As to the site plan approval, N.J.S.A. 40:55D-76 b states:

The board of adjustment shall have the power to grant to the same extent and subject to the same restrictions as the planning board . . . site plan approval pursuant to [40:55D-37 et seq. ] . . . whenever the proposed development requires approval by the board of adjustment of a variance pursuant to [40:55D-70]. . . .

By allowing the Board of Adjustment to grant site plan approval -- a power normally reserved for the Planning Board -- when an application is properly before it under N.J.S.A. 40:55D-70 d, the statute simplified the problems facing an applicant seeking both a use or bulk variance and a site plan approval. A similar provision is contained in the act for subdivision applicants. The draftsmen also inserted parallel provisions granting to planning boards the right to grant bulk variances when reviewing applications for subdivisions, site plans or conditional uses. See N.J.S.A. 40:55D-60.

Thus, if an application before a planning board involves a request for a variance, or an application before a board of adjustment involves an application for a site plan or subdivision,

[191 NJSuper Page 572]

both applications may be heard by the same regulatory body. As was noted in Amato v. Randolph Township Planning Board, 188 N.J. Super. 439, 447 (App.Div.1982):

Clearly, one of the basic reforms intended to be effected by the 1975 law was the elimination of the delays and inconsistencies in development application approvals resultant from a developer's need to submit different aspects of the same development plan successively to different municipal boards and agencies.

Our determination that the power existed to grant the bulk variances and site plan approval does not imply our substantive approval of the action taken by the Board of Adjustment. Such a review is the proper function of the Law Division. Although the premise clause of the trial judge's judgment only states the above quoted legal basis for his decision, in the second ordering paragraph of the judgment he also requires that "any resolutions made by the Planning Board of the Township of Saddle Brook state its findings of facts and conclusions of law." Apparently, this provision was added for the reason that there were insufficient findings of fact and conclusions of law showing the basis of the Board of Adjustment's grant of the variances and site plan approval.

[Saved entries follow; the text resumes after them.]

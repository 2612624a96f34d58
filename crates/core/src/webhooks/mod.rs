//! Webhook ingestion, dispatch and ledger recovery

pub mod ingester;
pub mod ports;
pub mod processor;
pub mod sweep;

pub use ingester::WebhookIngester;
pub use processor::{ProcessOutcome, WebhookProcessor};
pub use sweep::requeue_unprocessed;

The determination by the Board of Adjustment whether Grimaldi presented a particular case where special reasons existed for the grant of the variance is to be reviewed by the Law Division. This is a case-by-case determination. As was noted in Hudanich v. Avalon, 183 N.J. Super. 244, 259 (Law Div.1981):

By our reversal of the judgment we in no way wish to imply that we find sufficient facts or conclusions stated by the Board

[191 NJSuper Page 573]

of Adjustment; only that we disagree with the legal conclusion of the trial judge. If upon remand the trial judge wishes to retain jurisdiction, and further remand the matter to the Board of Adjustment for a more complete statement of its findings of facts and legal conclusions, he may do so. If the record before the trial court is found to be insufficient, especially in light of the governing body's failure to hear the appeal that had initially been filed before it (and thus the same having been automatically affirmed pursuant to N.J.S.A. 40:55D-17 c), the Law Division, in fairness, might remand the case to the Board of Adjustment, retaining jurisdiction so that this attenuated review process may come to an end without the imposition of an intermediate appellate step to the governing body.

The judgment appealed from is Reversed and this matter is Remanded to the Law Division for further proceedings in conformity with this opinion. We do not retain jurisdiction.